“Tell me what you want to do to me,” I cooed in Brandon’s* ear. It was our first time in bed together and I was hoping he would pass my “dirty talk test.” The test is simple. I ask the man what he wants to do to me and he responds with his own special brand of dirty talk. Easy, right? Not always so simple.
It’s easier to get the little head than the big head in the game. But the problem is, I only want to have sex with a man when both heads are present. I want him to understand that my pleasure takes place first in my mind and then in my body. And if he can’t stimulate my mind, he has a very slim chance of stimulating anything on my body. Sure he can fumble his way around and accidentally push a button, but why bother? I know some people don’t like to talk; they just like to “do.” But for me it’s not enough.

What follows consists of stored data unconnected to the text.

//! Session state
//! Signer presence, connected address and admin flag, changed only through
//! the transitions below.

use serde::Serialize;
use tracing::debug;

use crate::abi::Address;

#[derive(Debug, Clone, Copy, PartialEq, Eq, Serialize)]
#[serde(rename_all = "kebab-case")]
pub enum SessionMode {
    Disconnected,
    ConnectedUser,
    ConnectedAdmin,
}

#[derive(Debug, Clone, Default, PartialEq, Eq)]
pub struct Session {
    address: Option<Address>,
    signer: bool,
    is_admin: bool,
}

impl Session {
    pub fn new() -> Self {
        Self::default()
    }

    pub fn connect(&mut self, address: Address, signer: bool, is_admin: bool) {
        debug!(%address, signer, is_admin, "session connected");
        self.address = Some(address);
        self.signer = signer;
        self.is_admin = is_admin;
    }

    pub fn disconnect(&mut self) {
        debug!("session disconnected");
        *self = Self::default();
    }

    /// The wallet switched accounts. The signer follows the active account;
    /// no account means no signer.
    pub fn accounts_changed(&mut self, address: Option<Address>, is_admin: bool) {
        match address {
            Some(address) => self.connect(address, true, is_admin),
            None => self.disconnect(),
        }
    }

    pub fn mode(&self) -> SessionMode {
        match (self.address, self.is_admin) {
            (None, _) => SessionMode::Disconnected,
            (Some(_), true) => SessionMode::ConnectedAdmin,
            (Some(_), false) => SessionMode::ConnectedUser,
        }
    }

    pub fn address(&self) -> Option<&Address> {
        self.address.as_ref()
    }

    pub fn has_signer(&self) -> bool {
        self.signer
    }

    pub fn is_admin(&self) -> bool {
        self.is_admin
    }

    /// Signer plus admin flag: the only state that may write to the contract.
    pub fn can_upload(&self) -> bool {
        self.signer && self.is_admin && self.address.is_some()
    }

    /// Address to sign with, when writes are allowed.
    pub fn signer_address(&self) -> Option<&Address> {
        if self.signer {
            self.address.as_ref()
        } else {
            None
        }
    }

    pub fn view(&self) -> ViewModel {
        ViewModel::for_admin(self.is_admin && self.address.is_some())
    }
}

/// What the controls look like for the current session
#[derive(Debug, Clone, PartialEq, Eq, Serialize)]
pub struct ViewModel {
    pub submit_label: &'static str,
    pub accent: &'static str,
    pub admin_panel_visible: bool,
}

impl ViewModel {
    pub fn for_admin(is_admin: bool) -> Self {
        if is_admin {
            Self {
                submit_label: "Upload Document (Admin)",
                accent: "#4CAF50",
                admin_panel_visible: true,
            }
        } else {
            Self {
                submit_label: "Verify Document (User)",
                accent: "#2196F3",
                admin_panel_visible: false,
            }
        }
    }
}
//! Typed JSON-RPC transport shared by the read endpoint and the wallet

use std::sync::atomic::{AtomicU64, Ordering};
use std::sync::Arc;
use std::time::Duration;

use reqwest::{Client, Url};
use serde::de::DeserializeOwned;
use serde::{Deserialize, Serialize};
use serde_json::Value;
use tracing::{debug, trace};

use crate::error::RpcError;

pub const JSONRPC_VERSION: &str = "2.0";

#[derive(Clone, Debug, Serialize, PartialEq)]
pub struct JsonRpcRequest<'a> {
    pub jsonrpc: &'static str,
    pub id: u64,
    pub method: &'a str,
    pub params: Value,
}

#[derive(Clone, Debug, Deserialize, PartialEq)]
pub struct JsonRpcResponse {
    #[serde(default)]
    pub id: Option<Value>,
    #[serde(default)]
    pub result: Option<Value>,
    #[serde(default)]
    pub error: Option<JsonRpcErrorObject>,
}

#[derive(Clone, Debug, Deserialize, PartialEq)]
pub struct JsonRpcErrorObject {
    pub code: i64,
    pub message: String,
    #[serde(default)]
    pub data: Option<Value>,
}

/// JSON-RPC 2.0 client over HTTP POST
#[derive(Clone, Debug)]
pub struct JsonRpcClient {
    inner: Client,
    url: Url,
    next_id: Arc<AtomicU64>,
}

impl JsonRpcClient {
    pub fn new(endpoint: &str, timeout: Duration) -> Result<Self, RpcError> {
        let url = Url::parse(endpoint)
            .map_err(|e| RpcError::InvalidEndpoint(format!("{endpoint}: {e}")))?;
        if !matches!(url.scheme(), "http" | "https") {
            return Err(RpcError::InvalidEndpoint(endpoint.to_string()));
        }
        let inner = Client::builder().timeout(timeout).build()?;
        Ok(Self {
            inner,
            url,
            next_id: Arc::new(AtomicU64::new(1)),
        })
    }

    /// Issues a raw call returning the untyped result. A JSON `null` result
    /// is returned as `Value::Null`, not as an error.
    pub async fn request(&self, method: &str, params: Value) -> Result<Value, RpcError> {
        let id = self.next_id.fetch_add(1, Ordering::Relaxed);
        let payload = JsonRpcRequest {
            jsonrpc: JSONRPC_VERSION,
            id,
            method,
            params,
        };
        trace!(id, method, "rpc request");

        let response = self.inner.post(self.url.clone()).json(&payload).send().await?;
        if !response.status().is_success() {
            return Err(RpcError::HttpStatus(response.status()));
        }

        let body: Value = response.json().await?;
        let response: JsonRpcResponse = serde_json::from_value(body)?;
        if let Some(error) = response.error {
            debug!(id, method, code = error.code, message = %error.message, "rpc error");
            return Err(RpcError::Remote {
                code: error.code,
                message: error.message,
            });
        }

        match response.result {
            Some(v) => Ok(v),
            None if response.id.is_some() => Ok(Value::Null),
            None => Err(RpcError::EmptyResponse),
        }
    }

    /// Issues a call and deserialises the result into `R`.
    pub async fn call<R: DeserializeOwned>(
        &self,
        method: &str,
        params: Value,
    ) -> Result<R, RpcError> {
        let value = self.request(method, params).await?;
        Ok(serde_json::from_value(value)?)
    }
}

The idea of sex is almost as powerful as the sex itself. I want to hear what turns him on—really turns him on—and I want him to find out what really turns me on. It could be sweet and gentle or rough and nasty. I don’t care what it is, as long as it’s his. Sex is not a monologue; it’s a dialogue between two people. It’s rare to find a man who is able to articulate his turn-ons and ask about mine. Yet so many guys seem to think they know what turns a woman on. Where are they getting all this knowledge about female eroticism? Porn. Womp. Womp.
For the record, I don’t think it’s bad for people to look at porn. It’s not personally my thing, but I get the appeal it has for some. My main issue with porn (or the influence of porn in the bedroom) is that it’s so irrelevant to actual sex. I think that it’s fine for a quick self-romp or a shared partner activity if both parties are into it, but when you get into bed with a real person, the porno “acts” just don’t really translate, at least for me.
I had high hopes for Brandon. We had gone out a number of times and he seemed like a smart, grounded, fun guy. We talked about philosophy, comedy, and music. We talked about our families and our childhoods. He seemed kind and generous and, most importantly, I felt respected by him as a person. When we kissed for the first time, it was surprisingly passionate. He kissed me with his whole body and when he touched me I could feel the sexual energy oozing out of his fingertips. Great chemistry. All good signs for the sex that was about to happen.
“Tell me what you want to do to me,” I said again.
“I want to put your legs over your head and split you apart,” he said. “And then I want to come on your face and tits.”
He went on like that for a while—never pausing to ask me a question in return or check in with me—just continuing to repeat trite storylines from internet porn clips. The disconnect between the Brandon I was getting to know, the one I had kissed, and the porno director that I ended up in bed with was startling—bordering on offensive. It’s not that I felt turned off by the particular sex acts he mentioned—hell, I‘ve engaged in most of them in the past—it’s just that the real Brandon wasn’t in bed anymore. He was replaced by a litany of improbable, porno fantasies and in my place was the porno actress meant to play the part of “sex object.” I didn’t feel real. It didn’t feel real.
Geez … keep your porno fantasies to yourself, I thought. I liked you better when you weren’t trying to be John Holmes. Please don’t ever tell me again what you want to do to me again.
Confused and disappointed by his “dirty talk test” failure, “I’m not really into that,” was all I could say.